Un bebé no deja de necesitar los brazos cuando aprende a desplazarse. Si bien prefiere explorar el mundo desde el suelo con su recién adquirida autonomía, aún está muy lejos de ser un ente autosuficiente. Aún no puede caminar las mismas distancias que los adultos sin cansarse o al ritmo que necesitamos que lo haga. Aún hace siestas, aún necesita el apapacho de mamá.

Recordemos que un niño será independiente en la medida en que haya cubierto su necesidad de apego sano en la etapa donde fue dependiente. La independencia no se precipita ni se presiona; es un proceso natural, una habilidad que el pequeño o la pequeña adquirirá en cuanto esté listo, no cuando nosotros creamos que ya debe hacerlo.

Un bebé porteado será un niño con la suficiente confianza para explorar el mundo, ya que su “cubeta” de amor y cariño se encuentra llena. Sabe que, cuando esté listo para dejar de explorar, mamá estará ahí para volver a cubrir esta necesidad.

Mito 6: Yo no puedo cargarlo así porque me duele la espalda al día siguiente

Como la lactancia, el porteo no debe doler ni generar molestia alguna. Si duele, hay que corregir algo. Puede ser que no se esté utilizando el portabebé adecuado o que su uso no sea correcto.

Si no tienes alguna condición preexistente en tu espalda, el porteo no se siente, es muy cómodo. Si no sucede así, acércate a alguna consultora que podrá ayudarte a ajustar correctamente para que no te incomode.
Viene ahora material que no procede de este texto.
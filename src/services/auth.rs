//! Sign-in against the backend.

use validator::Validate;

use crate::auth::AuthenticatedUser;
use crate::domain::user::{Role, User};
use crate::forms::auth::LoginForm;
use crate::repository::AuthGateway;
use crate::repository::errors::RepositoryError;
use crate::services::{ServiceError, ServiceResult, log_failure};

/// Exchanges credentials for a backend token.
pub async fn login<R>(repo: &R, form: LoginForm) -> ServiceResult<AuthenticatedUser>
where
    R: AuthGateway + ?Sized,
{
    form.validate()
        .map_err(|_| ServiceError::Form("form_required_fields".to_string()))?;

    match repo.login(form.username.trim(), &form.password).await {
        Ok(response) => {
            log::info!("User {} signed in", response.user.username);
            Ok(AuthenticatedUser::from_login(&response))
        }
        Err(RepositoryError::InvalidCredentials) => {
            Err(ServiceError::Form("login_invalid_credentials".to_string()))
        }
        Err(err) => Err(log_failure("sign in")(err)),
    }
}

/// Where a freshly signed-in user lands.
pub fn landing_path(user: &AuthenticatedUser) -> &'static str {
    match user.role {
        Role::Operator => "/m/",
        Role::Admin | Role::Supervisor => "/",
    }
}

/// Fresh account data of the signed-in user (`/auth/me`).
pub async fn current_user<R>(repo: &R, _user: &AuthenticatedUser) -> ServiceResult<User>
where
    R: AuthGateway + ?Sized,
{
    repo.current_user()
        .await
        .map_err(log_failure("load the current user"))
}
use crate::CONSOLE_ROLES;
use crate::auth::AuthenticatedUser;
use crate::domain::dashboard::AdminDashboard;
use crate::domain::qc_record::RecordStatus;
use crate::repository::{DashboardReader, QcRecordReader, RecordListQuery};
use crate::services::{ServiceResult, ensure_role, log_failure};

/// Dashboard aggregates plus the approval backlog, fetched concurrently.
pub async fn admin_dashboard<R>(repo: &R, user: &AuthenticatedUser) -> ServiceResult<AdminDashboard>
where
    R: DashboardReader + QcRecordReader + ?Sized,
{
    ensure_role(user, CONSOLE_ROLES)?;

    let (data, records) = tokio::join!(
        repo.dashboard_data(),
        repo.list_records(RecordListQuery::new().status(RecordStatus::Submitted)),
    );
    let data = data.map_err(log_failure("load dashboard data"))?;
    let records = records.map_err(log_failure("load pending records"))?;

    Ok(data.merge(records))
}
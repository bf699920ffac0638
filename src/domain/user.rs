//! Backend users and roles.

use std::fmt::{Display, Formatter};
use std::str::FromStr;

use serde::{Deserialize, Serialize};

use crate::domain::types::{Email, EntityName, MachineId, TypeConstraintError, UserId, Username};

/// Role assigned to a backend user.
#[derive(Clone, Copy, Debug, Serialize, Deserialize, PartialEq, Eq, Hash)]
#[serde(rename_all = "SCREAMING_SNAKE_CASE")]
pub enum Role {
    Admin,
    Supervisor,
    Operator,
}

impl Role {
    pub const ALL: [Role; 3] = [Role::Admin, Role::Supervisor, Role::Operator];

    pub fn as_str(self) -> &'static str {
        match self {
            Role::Admin => "ADMIN",
            Role::Supervisor => "SUPERVISOR",
            Role::Operator => "OPERATOR",
        }
    }

    /// Whether the role may open the admin console at all.
    pub fn can_review(self) -> bool {
        matches!(self, Role::Admin | Role::Supervisor)
    }
}

impl Display for Role {
    fn fmt(&self, f: &mut Formatter<'_>) -> std::fmt::Result {
        f.write_str(self.as_str())
    }
}

impl FromStr for Role {
    type Err = TypeConstraintError;

    fn from_str(s: &str) -> Result<Self, Self::Err> {
        match s.trim().to_uppercase().as_str() {
            "ADMIN" => Ok(Role::Admin),
            "SUPERVISOR" => Ok(Role::Supervisor),
            "OPERATOR" => Ok(Role::Operator),
            other => Err(TypeConstraintError::InvalidValue(format!(
                "unknown role `{other}`"
            ))),
        }
    }
}

/// User record returned by `/users` and `/auth/me`.
#[derive(Clone, Debug, Serialize, Deserialize, PartialEq)]
#[serde(rename_all = "camelCase")]
pub struct User {
    pub id: UserId,
    pub username: String,
    #[serde(default)]
    pub email: Option<String>,
    #[serde(default)]
    pub full_name: Option<String>,
    pub role: Role,
    #[serde(default)]
    pub active: bool,
}

impl User {
    pub fn display_name(&self) -> &str {
        self.full_name
            .as_deref()
            .filter(|name| !name.trim().is_empty())
            .unwrap_or(&self.username)
    }
}

/// Payload accepted by `POST /users` and `PUT /users/{id}`.
#[derive(Clone, Debug, Serialize, PartialEq)]
#[serde(rename_all = "camelCase")]
pub struct UserRequest {
    pub username: Username,
    /// Omitted on update to keep the current password.
    #[serde(skip_serializing_if = "Option::is_none")]
    pub password: Option<String>,
    pub email: Email,
    pub full_name: EntityName,
    pub role: Role,
    pub active: bool,
    #[serde(skip_serializing_if = "Vec::is_empty")]
    pub machine_ids: Vec<MachineId>,
}

/// Filters users by free-text search and optional role.
pub fn filter_users(users: &[User], search: Option<&str>, role: Option<Role>) -> Vec<User> {
    let needle = search.map(|s| s.trim().to_lowercase()).unwrap_or_default();
    users
        .iter()
        .filter(|user| role.is_none_or(|role| user.role == role))
        .filter(|user| {
            needle.is_empty()
                || user.username.to_lowercase().contains(&needle)
                || user.display_name().to_lowercase().contains(&needle)
                || user
                    .email
                    .as_deref()
                    .is_some_and(|email| email.to_lowercase().contains(&needle))
        })
        .cloned()
        .collect()
}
Mito 7: A mi bebé sólo le gustar ir viendo hacia el frente

La posición adecuada siempre será viendo hacia ti, ya que ésta le permite mirar el mundo con el filtro de mamá y retraerse cuando ha recibido suficientes estímulos.

Desde el punto de vista fisiológico, al traerlo viendo hacia ti te aseguras de que esté en la posición de ranita que es correcta para su desarrollo, no rectificas de más su columna vertebral (que aún no está lista para la postura recta) y el peso no recae en sus genitales.

¿Aún no has intentado portear?

Te invitamos a intentarlo con un portabebé adecuado para ambos. Toma en cuenta que el mercado informal de portabebés ha proliferado, poniendo a la venta muchos cargadores que no cubren las normas internacionales de calidad. Sin duda, la seguridad y comodidad de tu bebé son lo primordial.

Acércate a una consultora en porteo (ya sea de forma física o virtual), pide asesoría sobre cuál portabebé podrías usar y practica mucho. Al principio lo harás lentamente pero, conforme más practiques, verás que lo dominarás. Es mucho más sencillo de lo que parece y trae diversos beneficios tanto para tu bebé como para ti. Y cuando alguien se te acerque con alguno de estos mitos, ya tienes información para educarlo al respecto. ¡Feliz Porteo!